» Task description
From the entries below, reproduce exactly the line containing "use crate::result::BackendError;", the line containing "order, so the", and every line in between, with nothing added.

[Collected data]
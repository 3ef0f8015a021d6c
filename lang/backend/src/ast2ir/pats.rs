use ast::{DataFamily, Ident, PackageMap};
use ir::IrError;

use crate::result::BackendError;

/// Replace the names of a surface pattern by dense slot indices and resolve
/// constructor references to tags.
///
/// `names` is the pattern's own name list in first-occurrence order, so the
/// produced slots are exactly `0..names.len()`.
pub fn convert_pattern(
    map: &PackageMap,
    names: &[Ident],
    pattern: &ast::Pattern,
) -> Result<ir::Pattern, BackendError> {
    let converted = match pattern {
        ast::Pattern::WildCard => ir::Pattern::WildCard,
        ast::Pattern::Literal(lit) => ir::Pattern::Literal(lit.clone()),
        ast::Pattern::Var(name) => ir::Pattern::Var(slot(names, name)?),
        ast::Pattern::Named { name, pattern } => ir::Pattern::Named {
            name: slot(names, name)?,
            pattern: Box::new(convert_pattern(map, names, pattern)?),
        },
        ast::Pattern::List(parts) => {
            let parts = parts
                .iter()
                .map(|part| {
                    Ok(match part {
                        ast::ListPart::Splice(None) => ir::ListPart::Splice(None),
                        ast::ListPart::Splice(Some(name)) => {
                            ir::ListPart::Splice(Some(slot(names, name)?))
                        }
                        ast::ListPart::Item(pattern) => {
                            ir::ListPart::Item(convert_pattern(map, names, pattern)?)
                        }
                    })
                })
                .collect::<Result<Vec<_>, BackendError>>()?;
            ir::Pattern::list(parts).map_err(IrError::from)?
        }
        ast::Pattern::Struct { pack, ctor, params } => {
            let (data, idx) = map.lookup_ctor(pack, ctor)?;
            // A single-constructor type needs no tag check at match time.
            let tag = match data.family {
                DataFamily::Struct => None,
                DataFamily::Enum | DataFamily::Nat => Some(idx),
            };
            let params = params
                .iter()
                .map(|param| convert_pattern(map, names, param))
                .collect::<Result<Vec<_>, _>>()?;
            ir::Pattern::Struct { tag, params, family: data.family }
        }
        ast::Pattern::Union { head, rest } => {
            let head = convert_pattern(map, names, head)?;
            let rest = rest
                .iter()
                .map(|pat| convert_pattern(map, names, pat))
                .collect::<Result<Vec<_>, _>>()?;
            ir::Pattern::union(head, rest).map_err(IrError::from)?
        }
        ast::Pattern::Str(parts) => {
            let parts = parts
                .iter()
                .map(|part| {
                    Ok(match part {
                        ast::StrPart::WildStr => ir::StrPart::WildStr,
                        ast::StrPart::NamedStr(name) => ir::StrPart::NamedStr(slot(names, name)?),
                        ast::StrPart::LitStr(s) => ir::StrPart::LitStr(s.clone()),
                    })
                })
                .collect::<Result<Vec<_>, BackendError>>()?;
            ir::Pattern::str(parts).map_err(IrError::from)?
        }
    };
    Ok(converted)
}

fn slot(names: &[Ident], name: &Ident) -> Result<usize, BackendError> {
    names.iter().position(|n| n == name).ok_or_else(|| BackendError::Impossible {
        message: format!("pattern name {name} is missing from its own name list"),
    })
}

#[cfg(test)]
mod tests {
    use super::*;
    use ast::{Ctor, DataDecl, Package, PackageName};

    fn map_with_list() -> PackageMap {
        PackageMap::new(vec![Package {
            name: PackageName::from_string("Core/List"),
            imports: vec![],
            data_decls: vec![DataDecl {
                name: Ident::from_string("List"),
                family: DataFamily::Enum,
                ctors: vec![
                    Ctor { name: Ident::from_string("Nil"), arity: 0 },
                    Ctor { name: Ident::from_string("Cons"), arity: 2 },
                ],
            }],
            externals: vec![],
            lets: vec![],
        }])
    }

    #[test]
    fn names_become_dense_slots() {
        let map = map_with_list();
        let pattern = ast::Pattern::Struct {
            pack: PackageName::from_string("Core/List"),
            ctor: Ident::from_string("Cons"),
            params: vec![
                ast::Pattern::Var(Ident::from_string("head")),
                ast::Pattern::Var(Ident::from_string("tail")),
            ],
        };
        let names = pattern.names();
        let converted = convert_pattern(&map, &names, &pattern).unwrap();
        assert_eq!(
            converted,
            ir::Pattern::Struct {
                tag: Some(1),
                params: vec![ir::Pattern::Var(0), ir::Pattern::Var(1)],
                family: DataFamily::Enum,
            }
        );
        assert_eq!(converted.var_count(), 2);
    }

    #[test]
    fn unknown_constructors_are_reported() {
        let map = map_with_list();
        let pattern = ast::Pattern::Struct {
            pack: PackageName::from_string("Core/List"),
            ctor: Ident::from_string("Snoc"),
            params: vec![],
        };
        let err = convert_pattern(&map, &[], &pattern).unwrap_err();
        assert!(matches!(err, BackendError::Lookup(_)));
    }
}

» Written answer
use crate::result::BackendError;

/// Replace the names of a surface pattern by dense slot indices and resolve
/// constructor references to tags.
///
/// `names` is the pattern's own name list in first-occurrence order, so the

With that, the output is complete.